The exercise worked, and calmed me to the point that I could tell the present pounding in my skull bore no resemblance to those other, far more ominous headaches I had known. The root of this one lay in the hard, flat metal of the weapon that had hammered me to the deck, bruising my neck and shoulder, both of which ached in concert with my head.

As my various pains died down and I approached mastery of myself once more, I realized that I had awoken to noises that were alien to my ear and offered nothing to appease my aching head: the steady, rhythmic pounding of a deep drum that was not, as I had thought at first, the surging of my own blood in my head; the creaking, grunting, strangely shuffling rhythm of the oarsmen; the groaning of straining ropes and the thin, shrieking whistle of the wind; and among all these, the constant, wailing shriek of a hungry child.

I rubbed the sleep crust from my eyes and followed my escort back along the length of the galley to the stern platform, and the first thing I noticed as I set out was the angle of the great cross-spar on the mast.
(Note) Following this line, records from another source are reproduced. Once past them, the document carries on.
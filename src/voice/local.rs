//! Offline recognition of a whole utterance
//!
//! The recognizer records alongside the cloud path and runs its model once
//! the session is stopped. Inference happens on the blocking pool.

use std::sync::{Arc, Mutex};
use std::time::Duration;

use async_trait::async_trait;
use tokio::sync::{mpsc, oneshot};

use super::capture::{AudioSource, Recording};
use super::recognizer::{RecognitionHandle, Recognizer, RecognizerEvent};
use super::stt::DEFAULT_CONFIDENCE;
use super::wav;
use crate::Result;

/// Time a stopped session may spend running the model
const DRAIN_TIMEOUT: Duration = Duration::from_secs(5);

/// Speech-to-text model that runs in process
pub trait SpeechModel: Send + Sync + 'static {
    /// Transcribe 16 kHz mono samples
    ///
    /// # Errors
    ///
    /// Returns error if inference fails
    fn transcribe(&self, samples: &[f32]) -> Result<String>;
}

/// [`Recognizer`] backed by an in-process [`SpeechModel`]
pub struct OfflineRecognizer<M> {
    model: Arc<M>,
    source: Arc<dyn AudioSource>,
    drain_timeout: Duration,
    stop: Mutex<Option<oneshot::Sender<()>>>,
}

impl<M: SpeechModel> OfflineRecognizer<M> {
    #[must_use]
    pub fn new(model: M, source: Arc<dyn AudioSource>) -> Self {
        Self {
            model: Arc::new(model),
            source,
            drain_timeout: DRAIN_TIMEOUT,
            stop: Mutex::new(None),
        }
    }

    #[must_use]
    pub fn with_drain_timeout(mut self, drain_timeout: Duration) -> Self {
        self.drain_timeout = drain_timeout;
        self
    }
}

#[async_trait]
impl<M: SpeechModel> Recognizer for OfflineRecognizer<M> {
    async fn start(&self) -> Result<RecognitionHandle> {
        let recording = self.source.open().await?;
        let (tx, rx) = mpsc::channel(4);
        let (stop_tx, stop_rx) = oneshot::channel::<()>();

        if let Ok(mut stop) = self.stop.lock()
            && let Some(previous) = stop.replace(stop_tx)
        {
            let _ = previous.send(());
        }

        let model = Arc::clone(&self.model);
        tokio::spawn(async move {
            // Resolves on stop, or when the recognizer is dropped
            let _ = stop_rx.await;
            if let Some(event) = recognize(model, recording).await {
                let _ = tx.send(event).await;
            }
        });

        tracing::debug!("offline recognizer started");
        Ok(RecognitionHandle::new(rx))
    }

    fn stop(&self) {
        if let Ok(mut stop) = self.stop.lock()
            && let Some(tx) = stop.take()
        {
            let _ = tx.send(());
        }
    }

    fn drain_timeout(&self) -> Duration {
        self.drain_timeout
    }
}

/// Finish the recording and run the model; `None` when nothing was said
async fn recognize<M: SpeechModel>(
    model: Arc<M>,
    recording: Box<dyn Recording>,
) -> Option<RecognizerEvent> {
    let audio = match recording.finish().await {
        Ok(audio) if audio.is_empty() => return None,
        Ok(audio) => audio,
        Err(e) => return Some(RecognizerEvent::Error(e.to_string())),
    };

    let samples = match wav::to_samples(&audio.into_blob()) {
        Ok(samples) => samples,
        Err(e) => return Some(RecognizerEvent::Error(e.to_string())),
    };

    let started = std::time::Instant::now();
    let transcribed = tokio::task::spawn_blocking(move || model.transcribe(&samples)).await;

    match transcribed {
        Ok(Ok(text)) => {
            let text = text.trim();
            tracing::debug!(
                elapsed_ms = started.elapsed().as_millis(),
                chars = text.len(),
                "offline transcription finished"
            );
            (!text.is_empty()).then(|| RecognizerEvent::Result {
                text: text.to_string(),
                confidence: DEFAULT_CONFIDENCE,
            })
        }
        Ok(Err(e)) => Some(RecognizerEvent::Error(e.to_string())),
        Err(e) => Some(RecognizerEvent::Error(format!("recognizer task failed: {e}"))),
    }
}

/// Language code a multilingual model expects for a locale ("en-US" → "en")
#[must_use]
pub fn model_language(locale: &str) -> String {
    locale
        .split(['-', '_'])
        .next()
        .unwrap_or(locale)
        .to_lowercase()
}

#[cfg(test)]
mod tests {
    use super::*;

    use crate::voice::{CapturedAudio, samples_to_wav};
    use crate::{Error, Result};

    struct FixedModel(Result<String>);

    impl SpeechModel for FixedModel {
        fn transcribe(&self, samples: &[f32]) -> Result<String> {
            assert!(!samples.is_empty());
            match &self.0 {
                Ok(text) => Ok(text.clone()),
                Err(e) => Err(Error::Audio(e.to_string())),
            }
        }
    }

    struct ToneSource;

    struct ToneRecording;

    #[async_trait]
    impl AudioSource for ToneSource {
        async fn open(&self) -> Result<Box<dyn Recording>> {
            Ok(Box::new(ToneRecording))
        }
    }

    #[async_trait]
    impl Recording for ToneRecording {
        fn level(&self) -> f32 {
            0.0
        }

        async fn finish(self: Box<Self>) -> Result<CapturedAudio> {
            Ok(CapturedAudio {
                chunks: vec![samples_to_wav(&[0.1; 4_800], 48_000, 1)?],
                mime: "audio/wav".to_string(),
            })
        }
    }

    fn recognizer(model: Result<String>) -> OfflineRecognizer<FixedModel> {
        OfflineRecognizer::new(FixedModel(model), Arc::new(ToneSource))
    }

    #[tokio::test]
    async fn transcript_arrives_after_stop() {
        let recognizer = recognizer(Ok("  turn on the lights ".to_string()));
        let mut handle = recognizer.start().await.unwrap();

        recognizer.stop();

        assert_eq!(
            handle.next().await,
            Some(RecognizerEvent::Result {
                text: "turn on the lights".to_string(),
                confidence: DEFAULT_CONFIDENCE,
            })
        );
        assert_eq!(handle.next().await, None);
    }

    #[tokio::test]
    async fn blank_transcript_ends_without_result() {
        let recognizer = recognizer(Ok("   ".to_string()));
        let mut handle = recognizer.start().await.unwrap();
        recognizer.stop();
        assert_eq!(handle.next().await, None);
    }

    #[tokio::test]
    async fn model_failure_is_reported() {
        let recognizer = recognizer(Err(Error::Audio("model crashed".to_string())));
        let mut handle = recognizer.start().await.unwrap();
        recognizer.stop();
        assert!(matches!(
            handle.next().await,
            Some(RecognizerEvent::Error(ref m)) if m.contains("model crashed")
        ));
    }

    #[test]
    fn drain_timeout_is_configurable() {
        let recognizer = recognizer(Ok(String::new()));
        assert_eq!(recognizer.drain_timeout(), DRAIN_TIMEOUT);

        let recognizer = recognizer.with_drain_timeout(Duration::from_secs(1));
        assert_eq!(recognizer.drain_timeout(), Duration::from_secs(1));
    }

    #[test]
    fn locale_maps_to_model_language() {
        assert_eq!(model_language("en-US"), "en");
        assert_eq!(model_language("pt_BR"), "pt");
        assert_eq!(model_language("DE"), "de");
    }
}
A strong wind had sprung up, and the spar now slanted right to left from fore to stern to catch its full power. The bellied fabric of a mighty sail swelled out above me, blocking out the sky, angled away from me so that I looked into the cup of it, its heaviness anchored to a second great spar high above that must have overlain the lower one when the sail was lowered. Now I could see that both spars were tethered to the mast by large iron rings bolted firmly to the spars themselves, and held in tension by a bewildering array of tight-stretched ropes that permitted the angle of the spars to be changed to catch the wind. I glanced to my left then and saw the shoreline of Lot's kingdom, and below me the swaying bodies of the oarsmen moved to the steady tempo of the drum, thrusting the vessel forward so that it seemed to skim over the surface.